use ratatui::crossterm::event::{
    Event, KeyCode, KeyEvent, KeyEventKind, KeyModifiers, MouseEvent, MouseEventKind,
};

use crate::action::Action;
use crate::app::InputMode;

/// Map a crossterm terminal event to a TUI action, respecting input mode.
pub fn map_event(event: &Event, input_mode: &InputMode) -> Action {
    match event {
        Event::Key(key) if key.kind == KeyEventKind::Press => {
            // Ctrl+C always quits regardless of mode
            if key.modifiers.contains(KeyModifiers::CONTROL) && key.code == KeyCode::Char('c') {
                return Action::ForceQuit;
            }

            match input_mode {
                InputMode::Normal => map_key_normal(key),
                InputMode::TextInput => map_key_text_input(key),
            }
        }
        Event::Mouse(mouse) => map_mouse(mouse),
        Event::Paste(text) if *input_mode == InputMode::TextInput => Action::Paste(text.clone()),
        Event::Resize(w, h) => Action::Resize(*w, *h),
        _ => Action::None,
    }
}

fn map_mouse(mouse: &MouseEvent) -> Action {
    match mouse.kind {
        MouseEventKind::ScrollDown => Action::MoveDown,
        MouseEventKind::ScrollUp => Action::MoveUp,
        _ => Action::None,
    }
}

fn map_key_normal(key: &KeyEvent) -> Action {
    match key.code {
        KeyCode::Char('q') => Action::Quit,
        KeyCode::Char('j') | KeyCode::Down => Action::MoveDown,
        KeyCode::Char('k') | KeyCode::Up => Action::MoveUp,
        KeyCode::Enter => Action::DrillIn,
        KeyCode::Esc => Action::NavigateBack,
        KeyCode::Char('g') => Action::GoTop,
        KeyCode::Char('G') => Action::GoBottom,
        KeyCode::Char('s') if key.modifiers.contains(KeyModifiers::CONTROL) => Action::SaveConfig,
        KeyCode::Char('d') if key.modifiers.contains(KeyModifiers::CONTROL) => Action::PageDown,
        KeyCode::Char('u') if key.modifiers.contains(KeyModifiers::CONTROL) => Action::PageUp,
        KeyCode::Char('o') | KeyCode::Char('a') => Action::AddFiles,
        KeyCode::Char('/') => Action::FetchByKey,
        KeyCode::Char('i') => Action::Compose,
        KeyCode::Char('n') => Action::NewChat,
        KeyCode::Char('y') => Action::CopyLastAnswer,
        KeyCode::Char('e') => Action::Export,
        KeyCode::Char('t') => Action::CycleTheme,
        KeyCode::Char(' ') => Action::ToggleSelect,
        KeyCode::Tab => Action::CycleFocus,
        KeyCode::Char('?') => Action::ToggleHelp,
        KeyCode::PageDown => Action::PageDown,
        KeyCode::PageUp => Action::PageUp,
        KeyCode::Home => Action::GoTop,
        KeyCode::End => Action::GoBottom,
        _ => Action::None,
    }
}

fn map_key_text_input(key: &KeyEvent) -> Action {
    match key.code {
        KeyCode::Esc => Action::InputCancel,
        KeyCode::Enter => Action::InputConfirm,
        KeyCode::Char('a') if key.modifiers.contains(KeyModifiers::CONTROL) => Action::CursorHome,
        KeyCode::Char('e') if key.modifiers.contains(KeyModifiers::CONTROL) => Action::CursorEnd,
        KeyCode::Char(c) => Action::TextInput(c),
        KeyCode::Backspace => Action::Backspace,
        KeyCode::Delete => Action::DeleteForward,
        KeyCode::Left => Action::CursorLeft,
        KeyCode::Right => Action::CursorRight,
        KeyCode::Home => Action::CursorHome,
        KeyCode::End => Action::CursorEnd,
        _ => Action::None,
    }
}
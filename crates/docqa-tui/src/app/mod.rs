mod backend;
mod update;
mod update_file_picker;
mod util;
use util::*;

use std::collections::HashMap;
use std::path::{Path, PathBuf};

use ratatui::layout::{Constraint, Layout, Rect};
use tokio::sync::mpsc;

use docqa_core::{Config, DocumentHandle, DocumentId, Session};

use crate::model::activity::ActivityLog;
use crate::model::preview::PreviewState;
use crate::model::text_input::TextInput;
use crate::theme::Theme;
use crate::tui_event::BackendCommand;
use crate::view::export::ExportState;

/// Which screen is currently displayed.
#[derive(Debug, Clone, PartialEq, Eq)]
pub enum Screen {
    Main,
    FilePicker,
}

/// Pane that receives navigation keys on the main screen.
#[derive(Debug, Clone, Copy, PartialEq, Eq)]
pub enum Focus {
    Documents,
    Chat,
}

/// Input mode determines how keyboard input is interpreted.
#[derive(Debug, Clone, PartialEq, Eq)]
pub enum InputMode {
    Normal,
    TextInput,
}

/// Which text field is being edited while in [`InputMode::TextInput`].
#[derive(Debug, Clone, Copy, PartialEq, Eq)]
pub enum Prompt {
    Question,
    FetchKey,
    ExportPath,
}

/// Fetch-by-key lookup state, shown inline under the key prompt.
#[derive(Debug, Clone, PartialEq, Eq)]
pub enum Lookup {
    Idle,
    Loading(String),
    Failed(String),
}

/// State for the file picker screen.
#[derive(Debug, Clone)]
pub struct FilePickerState {
    /// Current directory being browsed.
    pub current_dir: PathBuf,
    /// Entries in the current directory (dirs first, then files).
    pub entries: Vec<FileEntry>,
    pub cursor: usize,
    /// PDFs marked with Space, opened together on Esc.
    pub selected: Vec<PathBuf>,
    /// Last rejection (non-PDF chosen), shown above the footer.
    pub message: Option<String>,
}

/// A single entry in the file picker.
#[derive(Debug, Clone)]
pub struct FileEntry {
    pub name: String,
    pub path: PathBuf,
    pub is_dir: bool,
    pub is_pdf: bool,
}

impl FilePickerState {
    pub fn new() -> Self {
        let current_dir = std::env::current_dir().unwrap_or_else(|_| PathBuf::from("."));
        Self::at(current_dir)
    }

    pub fn at(dir: PathBuf) -> Self {
        let mut state = Self {
            current_dir: dir,
            entries: Vec::new(),
            cursor: 0,
            selected: Vec::new(),
            message: None,
        };
        state.refresh_entries();
        state
    }

    /// Refresh the entries list from the current directory.
    pub fn refresh_entries(&mut self) {
        let mut entries = Vec::new();

        if let Some(parent) = self.current_dir.parent() {
            entries.push(FileEntry {
                name: "..".to_string(),
                path: parent.to_path_buf(),
                is_dir: true,
                is_pdf: false,
            });
        }

        if let Ok(read_dir) = std::fs::read_dir(&self.current_dir) {
            let mut dirs = Vec::new();
            let mut files = Vec::new();

            for entry in read_dir.flatten() {
                let path = entry.path();
                let name = entry.file_name().to_string_lossy().to_string();
                if name.starts_with('.') {
                    continue;
                }
                if path.is_dir() {
                    dirs.push(FileEntry {
                        name,
                        path,
                        is_dir: true,
                        is_pdf: false,
                    });
                } else {
                    let is_pdf = docqa_core::gateway::validate_pdf_name(&name).is_ok();
                    files.push(FileEntry {
                        name,
                        path,
                        is_dir: false,
                        is_pdf,
                    });
                }
            }

            dirs.sort_by(|a, b| a.name.to_lowercase().cmp(&b.name.to_lowercase()));
            files.sort_by(|a, b| a.name.to_lowercase().cmp(&b.name.to_lowercase()));
            entries.extend(dirs);
            entries.extend(files);
        }

        self.entries = entries;
        self.cursor = 0;
    }

    /// Toggle selection of the current entry. Returns an error message for
    /// anything that is not a PDF.
    pub fn toggle_selected(&mut self) -> Result<(), String> {
        let Some(entry) = self.entries.get(self.cursor) else {
            return Ok(());
        };
        if entry.is_dir {
            return Ok(());
        }
        if !entry.is_pdf {
            return Err(pdf_rejection(&entry.name));
        }
        if let Some(pos) = self.selected.iter().position(|p| p == &entry.path) {
            self.selected.remove(pos);
        } else {
            self.selected.push(entry.path.clone());
        }
        Ok(())
    }

    /// Enter the directory at cursor, or return false if not a directory.
    pub fn enter_directory(&mut self) -> bool {
        if let Some(entry) = self.entries.get(self.cursor)
            && entry.is_dir
        {
            self.current_dir = entry.path.clone();
            self.refresh_entries();
            return true;
        }
        false
    }

    pub fn is_selected(&self, path: &Path) -> bool {
        self.selected.iter().any(|p| p == path)
    }
}

/// Main application state.
pub struct App {
    pub session: Session,
    pub config: Config,
    pub theme: Theme,
    pub screen: Screen,
    pub focus: Focus,
    pub input_mode: InputMode,
    pub prompt: Option<Prompt>,

    /// Question being composed. Cleared only once an answer arrives.
    pub question: TextInput,
    pub key_input: TextInput,
    pub lookup: Lookup,
    /// Local files sent to the backend and not yet loaded.
    pub loading_local: usize,
    pub previews: HashMap<DocumentId, PreviewState>,

    /// Row in the documents sidebar (0 = most recent).
    pub doc_cursor: usize,
    /// Lines scrolled up from the bottom of the chat.
    pub chat_scroll: u16,

    pub activity: ActivityLog,
    /// Dismissible error (failed request, failed load).
    pub banner: Option<String>,
    /// One-shot feedback for the footer (copied, saved, rejected input).
    pub status_message: Option<String>,

    pub show_help: bool,
    pub confirm_quit: bool,
    pub should_quit: bool,
    pub tick: usize,
    /// Height of the visible list area (set on resize, used for page up/down).
    pub visible_rows: usize,

    pub file_picker: FilePickerState,
    pub export_state: ExportState,
    /// Channel to send commands to the backend task.
    pub backend_cmd_tx: Option<mpsc::UnboundedSender<BackendCommand>>,
}

impl App {
    pub fn new(config: Config) -> Self {
        Self {
            session: Session::new(),
            theme: Theme::by_name(&config.theme),
            config,
            screen: Screen::Main,
            focus: Focus::Documents,
            input_mode: InputMode::Normal,
            prompt: None,
            question: TextInput::default(),
            key_input: TextInput::default(),
            lookup: Lookup::Idle,
            loading_local: 0,
            previews: HashMap::new(),
            doc_cursor: 0,
            chat_scroll: 0,
            activity: ActivityLog::default(),
            banner: None,
            status_message: None,
            show_help: false,
            confirm_quit: false,
            should_quit: false,
            tick: 0,
            visible_rows: 20,
            file_picker: FilePickerState::new(),
            export_state: ExportState::default(),
            backend_cmd_tx: None,
        }
    }

    /// Document shown at `doc_cursor` in the sidebar (most recent first).
    pub fn document_at_cursor(&self) -> Option<&std::sync::Arc<DocumentHandle>> {
        self.session.registry().list().nth(self.doc_cursor)
    }

    /// Whether a fetch-by-key request is in flight.
    pub fn is_looking_up(&self) -> bool {
        matches!(self.lookup, Lookup::Loading(_))
    }

    /// Queue local PDFs for loading. Non-PDF paths are rejected here, before
    /// anything reaches the gateway.
    pub fn open_paths(&mut self, paths: Vec<PathBuf>) {
        for path in paths {
            let name = path
                .file_name()
                .map(|n| n.to_string_lossy().to_string())
                .unwrap_or_else(|| path.display().to_string());
            if let Err(e) = docqa_core::gateway::validate_pdf_name(&name) {
                self.activity.warn(e.to_string());
                self.banner = Some(e.to_string());
                continue;
            }
            if self.send_command(BackendCommand::OpenLocal { path }) {
                self.loading_local += 1;
                self.activity.info(format!("Opening {name}"));
            }
        }
    }

    /// Send a command to the backend. Returns false if there is no backend.
    fn send_command(&mut self, cmd: BackendCommand) -> bool {
        match &self.backend_cmd_tx {
            Some(tx) if tx.send(cmd).is_ok() => true,
            _ => {
                self.activity.warn("Backend is not running");
                false
            }
        }
    }

    /// Cycle theme: hacker -> modern -> hacker.
    fn cycle_theme(&mut self) {
        let name = match self.config.theme.as_str() {
            "hacker" => "modern",
            _ => "hacker",
        };
        self.config.theme = name.to_string();
        self.theme = Theme::by_name(name);
    }

    /// Dismiss the error banner and acknowledge any pipeline failure.
    fn dismiss_banner(&mut self) {
        self.banner = None;
        self.session.acknowledge_error();
    }

    /// Render the current screen.
    pub fn view(&mut self, f: &mut ratatui::Frame) {
        let area = f.area();

        if self.screen == Screen::FilePicker {
            crate::view::file_picker::render_in(f, self, area);
            if self.show_help {
                crate::view::help::render(f, &self.theme);
            }
            if self.confirm_quit {
                crate::view::quit_confirm::render(f, &self.theme);
            }
            return;
        }

        let banner_height = if self.banner.is_some() { 3 } else { 0 };
        let [header_area, banner_area, body_area, activity_area, footer_area] = Layout::vertical([
            Constraint::Length(1),
            Constraint::Length(banner_height),
            Constraint::Min(8),
            Constraint::Length(4),
            Constraint::Length(1),
        ])
        .areas(area);

        crate::view::banner::render_header(f, self, header_area);
        if let Some(message) = &self.banner {
            crate::view::banner::render_error(f, &self.theme, message, banner_area);
        }

        let sidebar_width = if body_area.width > 120 {
            36
        } else {
            (body_area.width / 4).max(24)
        };
        let [sidebar_area, right_area] =
            Layout::horizontal([Constraint::Length(sidebar_width), Constraint::Min(30)])
                .areas(body_area);
        let [viewer_area, chat_area] =
            Layout::vertical([Constraint::Percentage(35), Constraint::Min(6)]).areas(right_area);

        self.visible_rows = sidebar_area.height.saturating_sub(2) as usize;

        crate::view::sidebar::render(f, self, sidebar_area);
        crate::view::viewer::render(f, self, viewer_area);
        crate::view::chat::render(f, self, chat_area);
        crate::view::activity::render(f, self, activity_area);
        render_footer(f, self, footer_area);

        if self.prompt == Some(Prompt::FetchKey) {
            crate::view::key_prompt::render(f, self);
        }
        if self.export_state.active {
            crate::view::export::render(f, self);
        }
        if self.show_help {
            crate::view::help::render(f, &self.theme);
        }
        if self.confirm_quit {
            crate::view::quit_confirm::render(f, &self.theme);
        }
    }
}

fn render_footer(f: &mut ratatui::Frame, app: &App, area: Rect) {
    use ratatui::text::{Line, Span};
    use ratatui::widgets::Paragraph;

    let hints = match (app.input_mode.clone(), app.focus) {
        (InputMode::TextInput, _) => " Enter:send  Esc:stop typing  \u{2190}/\u{2192}:move cursor",
        (InputMode::Normal, Focus::Documents) => {
            " j/k:move  Enter:select  a:add PDF  /:fetch by name  Tab:chat  n:new chat  ?:help  q:quit"
        }
        (InputMode::Normal, Focus::Chat) => {
            " i:ask  j/k:scroll  y:copy answer  e:export  n:new chat  Tab:documents  ?:help  q:quit"
        }
    };
    let mut spans = vec![Span::styled(hints, app.theme.footer_style())];
    if let Some(msg) = &app.status_message {
        spans.push(Span::styled(
            format!("  \u{2502} {msg}"),
            ratatui::style::Style::default().fg(app.theme.active),
        ));
    }
    f.render_widget(Paragraph::new(Line::from(spans)), area);
}

#[cfg(test)]
mod tests;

_Task item_
Using the entries above, give back exactly the line containing "pub struct FileEntry", the line containing "let mut state", and every line between them, and nothing else.

_Response to the exercise_
pub struct FileEntry {
    pub name: String,
    pub path: PathBuf,
    pub is_dir: bool,
    pub is_pdf: bool,
}

impl FilePickerState {
    pub fn new() -> Self {
        let current_dir = std::env::current_dir().unwrap_or_else(|_| PathBuf::from("."));
        Self::at(current_dir)
    }

    pub fn at(dir: PathBuf) -> Self {
        let mut state = Self {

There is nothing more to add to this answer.